** EXERCISE AIM **
Repeat exactly the lines of the listing below, please, starting with the first and ending with the line containing "form a spike"; leave out the rest.

=== Begin Enclosure ===

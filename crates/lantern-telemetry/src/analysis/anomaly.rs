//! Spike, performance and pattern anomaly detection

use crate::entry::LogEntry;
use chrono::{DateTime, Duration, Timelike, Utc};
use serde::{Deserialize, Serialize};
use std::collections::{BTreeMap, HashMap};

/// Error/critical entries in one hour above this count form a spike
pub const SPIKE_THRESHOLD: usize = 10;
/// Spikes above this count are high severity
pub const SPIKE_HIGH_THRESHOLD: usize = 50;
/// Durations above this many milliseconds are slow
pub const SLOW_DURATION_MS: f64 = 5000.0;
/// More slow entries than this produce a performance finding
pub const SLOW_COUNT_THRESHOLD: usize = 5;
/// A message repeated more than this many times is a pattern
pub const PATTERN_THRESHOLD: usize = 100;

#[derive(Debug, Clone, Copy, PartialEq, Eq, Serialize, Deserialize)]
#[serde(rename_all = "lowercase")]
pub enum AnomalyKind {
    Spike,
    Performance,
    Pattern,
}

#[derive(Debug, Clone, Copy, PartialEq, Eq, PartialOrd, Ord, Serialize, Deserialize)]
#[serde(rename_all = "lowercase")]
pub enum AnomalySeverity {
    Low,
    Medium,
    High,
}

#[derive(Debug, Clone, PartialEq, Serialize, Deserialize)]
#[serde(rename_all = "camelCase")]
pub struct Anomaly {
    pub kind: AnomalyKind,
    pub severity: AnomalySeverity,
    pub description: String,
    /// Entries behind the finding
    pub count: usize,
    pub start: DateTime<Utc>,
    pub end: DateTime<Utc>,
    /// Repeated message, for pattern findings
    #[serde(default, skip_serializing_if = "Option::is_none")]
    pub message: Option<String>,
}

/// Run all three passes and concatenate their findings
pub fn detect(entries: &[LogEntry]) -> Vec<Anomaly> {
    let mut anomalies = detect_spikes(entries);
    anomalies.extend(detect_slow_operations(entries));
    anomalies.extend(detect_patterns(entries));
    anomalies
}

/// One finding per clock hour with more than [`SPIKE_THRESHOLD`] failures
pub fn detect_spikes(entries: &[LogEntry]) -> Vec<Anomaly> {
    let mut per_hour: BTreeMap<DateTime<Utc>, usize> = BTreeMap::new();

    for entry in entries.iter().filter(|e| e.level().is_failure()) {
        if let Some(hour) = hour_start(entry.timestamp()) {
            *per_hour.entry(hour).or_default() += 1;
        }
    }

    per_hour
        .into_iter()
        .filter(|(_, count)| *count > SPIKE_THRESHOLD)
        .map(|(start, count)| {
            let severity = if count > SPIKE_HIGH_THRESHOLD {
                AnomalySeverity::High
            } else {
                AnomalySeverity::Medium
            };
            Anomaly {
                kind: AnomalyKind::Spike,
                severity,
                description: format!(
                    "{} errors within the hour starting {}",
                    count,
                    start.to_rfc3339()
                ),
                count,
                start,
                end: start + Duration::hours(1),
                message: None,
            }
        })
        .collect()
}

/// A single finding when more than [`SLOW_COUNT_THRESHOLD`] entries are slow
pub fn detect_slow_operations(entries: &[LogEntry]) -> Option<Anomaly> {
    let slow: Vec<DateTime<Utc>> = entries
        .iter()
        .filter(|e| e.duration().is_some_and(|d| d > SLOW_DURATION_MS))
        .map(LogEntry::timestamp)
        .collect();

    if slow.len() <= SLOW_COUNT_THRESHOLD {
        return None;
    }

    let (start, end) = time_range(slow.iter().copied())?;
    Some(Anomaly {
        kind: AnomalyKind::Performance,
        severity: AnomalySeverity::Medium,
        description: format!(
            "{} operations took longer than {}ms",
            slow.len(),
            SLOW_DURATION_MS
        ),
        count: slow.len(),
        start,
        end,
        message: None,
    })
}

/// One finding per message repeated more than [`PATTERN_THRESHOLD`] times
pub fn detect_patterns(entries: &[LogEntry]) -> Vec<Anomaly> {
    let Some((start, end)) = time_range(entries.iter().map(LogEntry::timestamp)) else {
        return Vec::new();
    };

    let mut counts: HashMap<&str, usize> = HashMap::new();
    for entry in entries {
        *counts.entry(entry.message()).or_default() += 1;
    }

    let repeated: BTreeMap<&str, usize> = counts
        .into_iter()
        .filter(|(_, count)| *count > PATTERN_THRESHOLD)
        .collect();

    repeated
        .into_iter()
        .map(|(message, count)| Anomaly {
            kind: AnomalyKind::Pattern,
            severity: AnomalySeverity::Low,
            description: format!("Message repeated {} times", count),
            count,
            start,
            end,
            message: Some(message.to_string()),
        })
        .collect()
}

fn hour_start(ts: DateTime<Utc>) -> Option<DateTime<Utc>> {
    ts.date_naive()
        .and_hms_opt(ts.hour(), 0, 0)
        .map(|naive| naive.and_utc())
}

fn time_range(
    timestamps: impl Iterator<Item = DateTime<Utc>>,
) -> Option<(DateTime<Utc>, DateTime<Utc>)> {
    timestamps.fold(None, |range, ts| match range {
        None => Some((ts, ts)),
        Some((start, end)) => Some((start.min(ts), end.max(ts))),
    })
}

=== End Enclosure ===

** ANSWER BOX **
filename crates/lantern-telemetry/src/analysis/anomaly.rs
//! Spike, performance and pattern anomaly detection

use crate::entry::LogEntry;
use chrono::{DateTime, Duration, Timelike, Utc};
use serde::{Deserialize, Serialize};
use std::collections::{BTreeMap, HashMap};

/// Error/critical entries in one hour above this count form a spike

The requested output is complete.